- _WHAT YOU SHOULD DO_:
Exactly the lines from the opening of the data through the line containing "Maximum burst size." should be reproduced, please, with nothing added.

- _INFORMATION_:
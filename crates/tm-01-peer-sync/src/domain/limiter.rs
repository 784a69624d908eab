//! # Request Limiters
//!
//! Admission control for the sync read endpoints.
//!
//! - [`NoLimit`]: always answers (used by local tooling and tests).
//! - [`TokenBucketLimiter`]: tokens are added at a fixed rate, each answered
//!   request consumes one, and requests are declined when the bucket is empty.

use std::time::{Duration, Instant};

use parking_lot::Mutex;

use crate::ports::RequestLimiter;

/// Limiter that admits every request.
#[derive(Debug, Clone, Copy, Default)]
pub struct NoLimit;

impl RequestLimiter for NoLimit {
    fn can_answer_now(&self) -> bool {
        true
    }

    fn process_request(&self) {}
}

#[derive(Debug)]
struct Bucket {
    tokens: f64,
    last_refill: Instant,
}

/// Token bucket limiter.
#[derive(Debug)]
pub struct TokenBucketLimiter {
    /// Maximum burst size.
    capacity: f64,
    /// Tokens added per second.
    refill_rate: f64,
    bucket: Mutex<Bucket>,
}

impl TokenBucketLimiter {
    /// Bucket holding at most `capacity` tokens, refilled at `refill_rate`
    /// tokens per second. Starts full.
    #[must_use]
    pub fn new(capacity: u32, refill_rate: u32) -> Self {
        Self {
            capacity: f64::from(capacity),
            refill_rate: f64::from(refill_rate),
            bucket: Mutex::new(Bucket {
                tokens: f64::from(capacity),
                last_refill: Instant::now(),
            }),
        }
    }

    /// Requests per minute, with a burst of one minute's worth.
    #[must_use]
    pub fn per_minute(requests: u32) -> Self {
        let mut limiter = Self::new(requests, 0);
        limiter.refill_rate = f64::from(requests) / 60.0;
        limiter
    }

    fn refill(&self, bucket: &mut Bucket) {
        let now = Instant::now();
        let elapsed = now.duration_since(bucket.last_refill).as_secs_f64();
        bucket.tokens = (bucket.tokens + elapsed * self.refill_rate).min(self.capacity);
        bucket.last_refill = now;
    }

    /// Whole tokens currently available.
    #[must_use]
    pub fn available(&self) -> u32 {
        let mut bucket = self.bucket.lock();
        self.refill(&mut bucket);
        bucket.tokens.floor() as u32
    }
}

impl RequestLimiter for TokenBucketLimiter {
    fn can_answer_now(&self) -> bool {
        let mut bucket = self.bucket.lock();
        self.refill(&mut bucket);
        bucket.tokens >= 1.0
    }

    fn process_request(&self) {
        let mut bucket = self.bucket.lock();
        self.refill(&mut bucket);
        bucket.tokens = (bucket.tokens - 1.0).max(0.0);
    }

    fn retry_after(&self) -> Option<Duration> {
        if self.refill_rate <= 0.0 {
            return None;
        }
        let mut bucket = self.bucket.lock();
        self.refill(&mut bucket);
        let missing = (1.0 - bucket.tokens).max(0.0);
        Some(Duration::from_secs_f64(missing / self.refill_rate))
    }
}
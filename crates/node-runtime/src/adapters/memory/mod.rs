//! # In-memory Services
//!
//! Process-local implementations of every backing service, wired together
//! by [`MemoryServiceFactory`].

pub mod blockchain;
pub mod identity;
pub mod peering;
pub mod storage;

use std::sync::Arc;

use tm_01_peer_sync::RemoteConnector;

pub use blockchain::MemoryBlockchain;
pub use identity::{MemoryIdentity, MemoryTransactions};
pub use peering::MemoryPeering;
pub use storage::MemoryStorage;

use crate::container::NodeConfig;
use crate::keys::SignatureProvider;
use crate::services::{BlockchainService, ServiceError, ServiceFactory, ServiceGateway, Storage};

pub struct MemoryServiceFactory {
    storage: Arc<dyn Storage>,
    connector: Arc<dyn RemoteConnector>,
}

impl MemoryServiceFactory {
    /// Factory over fresh in-memory storage. `connector` opens the remote
    /// nodes the peering service syncs with.
    pub fn new(connector: Arc<dyn RemoteConnector>) -> Self {
        Self::with_storage(Arc::new(MemoryStorage::new()), connector)
    }

    pub fn with_storage(storage: Arc<dyn Storage>, connector: Arc<dyn RemoteConnector>) -> Self {
        Self { storage, connector }
    }
}

impl ServiceFactory for MemoryServiceFactory {
    fn wire(
        &self,
        config: &NodeConfig,
        signer: Arc<dyn SignatureProvider>,
    ) -> Result<ServiceGateway, ServiceError> {
        let storage = Arc::clone(&self.storage);
        let blockchain: Arc<dyn BlockchainService> = Arc::new(MemoryBlockchain::new(
            config.currency.clone(),
            Arc::clone(&storage),
            Arc::clone(&signer),
        ));
        let identity = Arc::new(MemoryIdentity::new(
            Arc::clone(&blockchain),
            Arc::clone(&storage),
        ));
        let peering = Arc::new(MemoryPeering::new(
            config,
            Arc::clone(&storage),
            Arc::clone(&blockchain),
            signer,
            Arc::clone(&self.connector),
        ));
        let transactions = Arc::new(MemoryTransactions::new(Arc::clone(&storage)));

        Ok(ServiceGateway {
            identity,
            peering,
            blockchain,
            transactions,
            storage,
        })
    }
}
//! # Document Dispatcher
//!
//! Single entry point for every inbound document.
//!
//! ```text
//! Document ──classified──→ Membership → BlockchainService::submit_membership ──→ "membership"
//!                          Block      → BlockchainService::submit_block        ──→ "block"
//!                          Peer       → PeeringService::submit                 ──→ "peer"
//!          ──unclassified─→ interceptors, in registration order (no event)
//! ```
//!
//! The event is published only once the service accepted the document, and
//! it carries the entity the service returned. A refused document produces
//! no event and is not offered to any other handler.

use std::sync::Arc;

use async_trait::async_trait;
use serde_json::Value;
use shared_bus::{EventPublisher, NodeEvent};
use shared_types::{is_truthy, Document, DocumentError, DocumentKind, DomainEntity};
use thiserror::Error;
use tracing::{debug, info};

use crate::services::{ServiceError, ServiceGateway};
use crate::LOG_PREFIX;

#[derive(Debug, Error)]
pub enum DispatchError {
    #[error(transparent)]
    Document(#[from] DocumentError),

    #[error("Document matches no known shape")]
    Unclassified,

    #[error("{kind} refused: {source}")]
    Service {
        kind: String,
        #[source]
        source: ServiceError,
    },

    #[error("Document inbox is closed")]
    InboxClosed,
}

impl DispatchError {
    fn service(kind: impl Into<String>) -> impl FnOnce(ServiceError) -> Self {
        let kind = kind.into();
        move |source| DispatchError::Service { kind, source }
    }

    /// The service error behind this failure, if any.
    #[must_use]
    pub fn service_error(&self) -> Option<&ServiceError> {
        match self {
            DispatchError::Service { source, .. } => Some(source),
            _ => None,
        }
    }
}

/// Handler for documents outside the built-in shapes.
#[async_trait]
pub trait Interceptor: Send + Sync {
    fn name(&self) -> &str;

    fn matches(&self, document: &Value) -> bool;

    async fn treat(
        &self,
        services: &ServiceGateway,
        document: Value,
    ) -> Result<DomainEntity, DispatchError>;
}

/// Identity documents: `uid` and `buid` both present.
pub struct IdentityInterceptor;

#[async_trait]
impl Interceptor for IdentityInterceptor {
    fn name(&self) -> &str {
        "identity"
    }

    fn matches(&self, document: &Value) -> bool {
        is_truthy(document.get("uid")) && is_truthy(document.get("buid"))
    }

    async fn treat(
        &self,
        services: &ServiceGateway,
        document: Value,
    ) -> Result<DomainEntity, DispatchError> {
        let value = services
            .identity
            .submit_identity(document)
            .await
            .map_err(DispatchError::service(self.name()))?;
        Ok(DomainEntity::Extension {
            kind: self.name().to_string(),
            value,
        })
    }
}

/// Transactions: `issuers` and `outputs` both present.
pub struct TransactionInterceptor;

#[async_trait]
impl Interceptor for TransactionInterceptor {
    fn name(&self) -> &str {
        "transaction"
    }

    fn matches(&self, document: &Value) -> bool {
        is_truthy(document.get("issuers")) && is_truthy(document.get("outputs"))
    }

    async fn treat(
        &self,
        services: &ServiceGateway,
        document: Value,
    ) -> Result<DomainEntity, DispatchError> {
        let value = services
            .transactions
            .process_tx(document)
            .await
            .map_err(DispatchError::service(self.name()))?;
        Ok(DomainEntity::Extension {
            kind: self.name().to_string(),
            value,
        })
    }
}

pub struct DocumentDispatcher {
    services: ServiceGateway,
    bus: Arc<dyn EventPublisher>,
    interceptors: Vec<Arc<dyn Interceptor>>,
}

impl DocumentDispatcher {
    /// Dispatcher with the built-in handlers only.
    pub fn new(services: ServiceGateway, bus: Arc<dyn EventPublisher>) -> Self {
        Self {
            services,
            bus,
            interceptors: Vec::new(),
        }
    }

    /// Register the identity and transaction interceptors.
    #[must_use]
    pub fn with_default_interceptors(self) -> Self {
        self.with_interceptor(Arc::new(IdentityInterceptor))
            .with_interceptor(Arc::new(TransactionInterceptor))
    }

    /// Append an interceptor. It only ever sees documents none of the
    /// built-in handlers claimed.
    #[must_use]
    pub fn with_interceptor(mut self, interceptor: Arc<dyn Interceptor>) -> Self {
        self.interceptors.push(interceptor);
        self
    }

    pub fn interceptor_names(&self) -> Vec<&str> {
        self.interceptors.iter().map(|i| i.name()).collect()
    }

    pub async fn dispatch_raw(&self, raw: &str) -> Result<DomainEntity, DispatchError> {
        self.dispatch(Document::parse(raw)?).await
    }

    pub async fn dispatch_value(&self, value: Value) -> Result<DomainEntity, DispatchError> {
        self.dispatch(Document::from_value(value)?).await
    }

    pub async fn dispatch(&self, document: Document) -> Result<DomainEntity, DispatchError> {
        match document {
            Document::Membership(membership) => {
                let accepted = self
                    .services
                    .blockchain
                    .submit_membership(membership)
                    .await
                    .map_err(DispatchError::service(DocumentKind::Membership.event_name()))?;
                self.emit(NodeEvent::Membership(accepted.clone())).await;
                Ok(DomainEntity::Membership(accepted))
            }
            Document::Block(block) => {
                let accepted = self
                    .services
                    .blockchain
                    .submit_block(block, true)
                    .await
                    .map_err(DispatchError::service(DocumentKind::Block.event_name()))?;
                self.services.blockchain.add_stat_computing();
                self.emit(NodeEvent::Block(accepted.clone())).await;
                Ok(DomainEntity::Block(accepted))
            }
            Document::Peer(peer) => {
                info!("{LOG_PREFIX} ⬇ PEER {}", peer.pubkey);
                let accepted = self
                    .services
                    .peering
                    .submit(peer)
                    .await
                    .map_err(DispatchError::service(DocumentKind::Peer.event_name()))?;
                info!("{LOG_PREFIX} ✔ PEER {} {}", accepted.pubkey, accepted.address());
                self.emit(NodeEvent::Peer(accepted.clone())).await;
                Ok(DomainEntity::Peer(accepted))
            }
            Document::Unclassified(value) => {
                let Some(interceptor) = self.interceptors.iter().find(|i| i.matches(&value))
                else {
                    return Err(DispatchError::Unclassified);
                };
                debug!("{LOG_PREFIX} Document handled by {}", interceptor.name());
                interceptor.treat(&self.services, value).await
            }
        }
    }

    async fn emit(&self, event: NodeEvent) {
        let name = event.name();
        let receivers = self.bus.publish(event).await;
        debug!("{LOG_PREFIX} Emitted {name} to {receivers} subscriber(s)");
    }
}
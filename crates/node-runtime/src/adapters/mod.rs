//! # Adapter Implementations
//!
//! ```text
//! ┌──────────────────────────────────────────────────────────────────┐
//! │                    OUTER LAYER (Adapters)                        │
//! │  memory/  MemoryBlockchain, MemoryPeering, MemoryStorage, ...    │
//! │  ports/   ChainPort, PeeringPort, DirectoryPort, ForgePort, ...  │
//! └──────────────────────────────────────────────────────────────────┘
//!                            ↑ implements ↑
//! ┌──────────────────────────────────────────────────────────────────┐
//! │  services/ contracts and the tm-01 / tm-02 / tm-03 port traits   │
//! └──────────────────────────────────────────────────────────────────┘
//! ```

pub mod memory;
pub mod ports;

pub use memory::MemoryServiceFactory;
pub use ports::*;
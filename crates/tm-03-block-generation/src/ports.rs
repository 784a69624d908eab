//! Outbound ports (SPI) for block generation.

use async_trait::async_trait;
use shared_types::{Block, Peer};

use crate::error::GenerationError;

/// Consensus side: attempts to produce the next block.
#[async_trait]
pub trait BlockForge: Send + Sync {
    /// `Ok(None)` when there is nothing to produce right now.
    async fn start_generation(&self) -> Result<Option<Block>, GenerationError>;
}

/// Transport side: hands a produced block to a target peer.
#[async_trait]
pub trait BlockBroadcaster: Send + Sync {
    async fn send_block(&self, target: &Peer, block: &Block) -> Result<(), GenerationError>;
}
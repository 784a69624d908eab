//! # In-process Network
//!
//! Nodes register under the address of their public endpoint. The network
//! then acts both as the sync connector (reads go to the node's
//! `SyncEndpoints`) and as the propagation transport (documents go to the
//! node's inbox), so the real subsystems talk without sockets.

use std::collections::HashMap;
use std::net::Ipv4Addr;
use std::sync::Arc;

use async_trait::async_trait;
use node_runtime::container::{PairConfig, SyncSettings};
use node_runtime::{KeyPair, LifecycleError, MemoryServiceFactory, NodeConfig, NodeRuntime};
use parking_lot::{Mutex, RwLock};
use shared_types::{Document, DocumentKind, Peer};
use tm_01_peer_sync::{NoLimit, RemoteConnector, RemoteNode};
use tm_02_block_propagation::{OutboundDocument, PeerTransport, PropagationError};
use tm_03_block_generation::GenerationConfig;

pub const CURRENCY: &str = "beta_brousouf";

/// Configuration of a node keyed by `seed`, listening and reachable on
/// `127.0.0.1:<port>`. Background sync is off so tests drive it.
pub fn node_config(seed: u8, port: u16) -> NodeConfig {
    let pair = KeyPair::from_seed([seed; 32]);
    NodeConfig {
        currency: CURRENCY.into(),
        pair: Some(PairConfig {
            public: pair.public_key(),
            sec: bs58::encode([seed; 32]).into_string(),
        }),
        ipv4: Some(Ipv4Addr::LOCALHOST),
        port,
        remoteipv4: Some(Ipv4Addr::LOCALHOST),
        remoteport: Some(port),
        generation: GenerationConfig {
            idle_pause_ms: 10,
            retry_pause_ms: 10,
        },
        sync: SyncSettings {
            interval_ms: 0,
            ..SyncSettings::default()
        },
        ..NodeConfig::default()
    }
}

/// Start a node on `network` and register it there.
pub async fn start_node(
    network: &InMemoryNetwork,
    config: NodeConfig,
) -> Result<NodeRuntime, LifecycleError> {
    let runtime = NodeRuntime::new(
        config,
        Arc::new(MemoryServiceFactory::new(Arc::new(network.clone()))),
        Arc::new(network.clone()),
    );
    runtime.start().await?;
    network.join(&runtime)?;
    Ok(runtime)
}

/// One document handed to one address.
#[derive(Debug, Clone, PartialEq, Eq)]
pub struct Delivery {
    pub to: String,
    pub kind: DocumentKind,
}

struct Member {
    remote: Arc<dyn RemoteNode>,
    /// `None` for scripted remotes that accept documents silently.
    inbox: Option<node_runtime::DocumentInbox>,
}

#[derive(Clone, Default)]
pub struct InMemoryNetwork {
    members: Arc<RwLock<HashMap<String, Member>>>,
    deliveries: Arc<Mutex<Vec<Delivery>>>,
}

impl InMemoryNetwork {
    pub fn new() -> Self {
        Self::default()
    }

    /// Register a started node under its public address.
    pub fn join(&self, runtime: &NodeRuntime) -> Result<(), LifecycleError> {
        let context = runtime.context().ok_or(LifecycleError::NotRunning)?;
        let member = Member {
            remote: Arc::new(context.sync_endpoints(Arc::new(NoLimit))),
            inbox: Some(context.inbox.clone()),
        };
        self.members
            .write()
            .insert(context.self_target().address(), member);
        Ok(())
    }

    /// Register a scripted remote at `address` (`host:port`).
    pub fn register_remote(&self, address: impl Into<String>, remote: Arc<dyn RemoteNode>) {
        self.members.write().insert(
            address.into(),
            Member {
                remote,
                inbox: None,
            },
        );
    }

    /// Read side of the node at `address`.
    pub fn remote(&self, address: &str) -> Option<Arc<dyn RemoteNode>> {
        self.members
            .read()
            .get(address)
            .map(|m| Arc::clone(&m.remote))
    }

    pub fn deliveries(&self) -> Vec<Delivery> {
        self.deliveries.lock().clone()
    }

    /// Deliveries of `kind` to `address`.
    pub fn delivered(&self, address: &str, kind: DocumentKind) -> usize {
        self.deliveries
            .lock()
            .iter()
            .filter(|d| d.to == address && d.kind == kind)
            .count()
    }
}

impl RemoteConnector for InMemoryNetwork {
    fn connect(&self, peer: &Peer) -> Option<Arc<dyn RemoteNode>> {
        self.remote(&peer.address())
    }
}

#[async_trait]
impl PeerTransport for InMemoryNetwork {
    async fn deliver(
        &self,
        peer: &Peer,
        document: &OutboundDocument,
    ) -> Result<(), PropagationError> {
        let address = peer.address();
        let inbox = {
            let members = self.members.read();
            let member = members
                .get(&address)
                .ok_or_else(|| PropagationError::Transport {
                    peer: address.clone(),
                    reason: "no node at this address".into(),
                })?;
            member.inbox.clone()
        };

        self.deliveries.lock().push(Delivery {
            to: address.clone(),
            kind: document.kind(),
        });

        let Some(inbox) = inbox else {
            return Ok(());
        };
        inbox
            .submit(Document::from(document.clone()))
            .await
            .map(|_| ())
            .map_err(|e| PropagationError::Rejected {
                peer: address,
                status: 400,
                message: e.to_string(),
            })
    }
}
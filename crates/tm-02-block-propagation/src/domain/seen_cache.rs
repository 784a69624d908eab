//! Bounded memory of already routed documents.

use std::collections::{HashSet, VecDeque};

use parking_lot::Mutex;

#[derive(Debug, Default)]
struct Inner {
    digests: HashSet<String>,
    insertion_order: VecDeque<String>,
}

/// FIFO-evicting set of document digests.
#[derive(Debug)]
pub struct SeenCache {
    inner: Mutex<Inner>,
    max_size: usize,
}

impl SeenCache {
    #[must_use]
    pub fn new(max_size: usize) -> Self {
        Self {
            inner: Mutex::new(Inner::default()),
            max_size: max_size.max(1),
        }
    }

    #[must_use]
    pub fn has_seen(&self, digest: &str) -> bool {
        self.inner.lock().digests.contains(digest)
    }

    /// Record `digest`. Returns `false` if it was already recorded.
    pub fn mark_seen(&self, digest: &str) -> bool {
        let mut inner = self.inner.lock();
        if inner.digests.contains(digest) {
            return false;
        }
        if inner.digests.len() >= self.max_size {
            if let Some(oldest) = inner.insertion_order.pop_front() {
                inner.digests.remove(&oldest);
            }
        }
        inner.digests.insert(digest.to_string());
        inner.insertion_order.push_back(digest.to_string());
        true
    }

    #[must_use]
    pub fn len(&self) -> usize {
        self.inner.lock().digests.len()
    }

    #[must_use]
    pub fn is_empty(&self) -> bool {
        self.len() == 0
    }
}

#[cfg(test)]
mod tests {
    use super::*;

    #[test]
    fn test_mark_once() {
        let cache = SeenCache::new(10);
        assert!(cache.mark_seen("a"));
        assert!(!cache.mark_seen("a"));
        assert!(cache.has_seen("a"));
        assert_eq!(cache.len(), 1);
    }

    #[test]
    fn test_evicts_oldest_first() {
        let cache = SeenCache::new(2);
        cache.mark_seen("a");
        cache.mark_seen("b");
        cache.mark_seen("c");
        assert!(!cache.has_seen("a"));
        assert!(cache.has_seen("b"));
        assert!(cache.has_seen("c"));
        assert_eq!(cache.len(), 2);
    }
}
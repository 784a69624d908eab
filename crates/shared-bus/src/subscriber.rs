//! # Event Subscriber
//!
//! Receiving end of the bus. Each [`Subscription`] owns its own broadcast
//! receiver and drops events outside its filter before handing them out.

use crate::events::{EventFilter, NodeEvent};
use thiserror::Error;
use tokio::sync::broadcast::error::{RecvError, TryRecvError};
use tokio::sync::broadcast::Receiver;
use tracing::{debug, warn};

#[derive(Debug, Error, Clone, PartialEq, Eq)]
pub enum SubscriptionError {
    #[error("event bus closed")]
    Closed,
}

/// Filtered view over the bus for one consumer.
pub struct Subscription {
    receiver: Receiver<NodeEvent>,
    filter: EventFilter,
    /// Events skipped because this consumer fell behind.
    lagged: u64,
}

impl Subscription {
    pub(crate) fn new(receiver: Receiver<NodeEvent>, filter: EventFilter) -> Self {
        Self {
            receiver,
            filter,
            lagged: 0,
        }
    }

    /// Wait for the next event accepted by the filter.
    ///
    /// Returns `None` once every publisher is gone. A lagging consumer
    /// loses the overwritten events and resumes from the oldest kept one.
    pub async fn recv(&mut self) -> Option<NodeEvent> {
        loop {
            match self.receiver.recv().await {
                Ok(event) if self.filter.matches(&event) => return Some(event),
                Ok(_) => {}
                Err(RecvError::Lagged(skipped)) => self.record_lag(skipped),
                Err(RecvError::Closed) => return None,
            }
        }
    }

    /// Next buffered event accepted by the filter, if any.
    pub fn try_recv(&mut self) -> Result<Option<NodeEvent>, SubscriptionError> {
        loop {
            match self.receiver.try_recv() {
                Ok(event) if self.filter.matches(&event) => return Ok(Some(event)),
                Ok(_) => {}
                Err(TryRecvError::Lagged(skipped)) => self.record_lag(skipped),
                Err(TryRecvError::Empty) => return Ok(None),
                Err(TryRecvError::Closed) => return Err(SubscriptionError::Closed),
            }
        }
    }

    #[must_use]
    pub fn filter(&self) -> &EventFilter {
        &self.filter
    }

    #[must_use]
    pub fn lagged(&self) -> u64 {
        self.lagged
    }

    fn record_lag(&mut self, skipped: u64) {
        self.lagged += skipped;
        warn!(skipped, total = self.lagged, "Subscriber fell behind, events lost");
    }
}

impl Drop for Subscription {
    fn drop(&mut self) {
        debug!(topics = ?self.filter.topics, lagged = self.lagged, "Subscription closed");
    }
}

- _REPLY_:
filename crates/tm-01-peer-sync/src/domain/limiter.rs
repository 784a69624d908eab
//! # Request Limiters
//!
//! Admission control for the sync read endpoints.
//!
//! - [`NoLimit`]: always answers (used by local tooling and tests).
//! - [`TokenBucketLimiter`]: tokens are added at a fixed rate, each answered
//!   request consumes one, and requests are declined when the bucket is empty.

use std::time::{Duration, Instant};

use parking_lot::Mutex;

use crate::ports::RequestLimiter;

/// Limiter that admits every request.
#[derive(Debug, Clone, Copy, Default)]
pub struct NoLimit;

impl RequestLimiter for NoLimit {
    fn can_answer_now(&self) -> bool {
        true
    }

    fn process_request(&self) {}
}

#[derive(Debug)]
struct Bucket {
    tokens: f64,
    last_refill: Instant,
}

/// Token bucket limiter.
#[derive(Debug)]
pub struct TokenBucketLimiter {
    /// Maximum burst size.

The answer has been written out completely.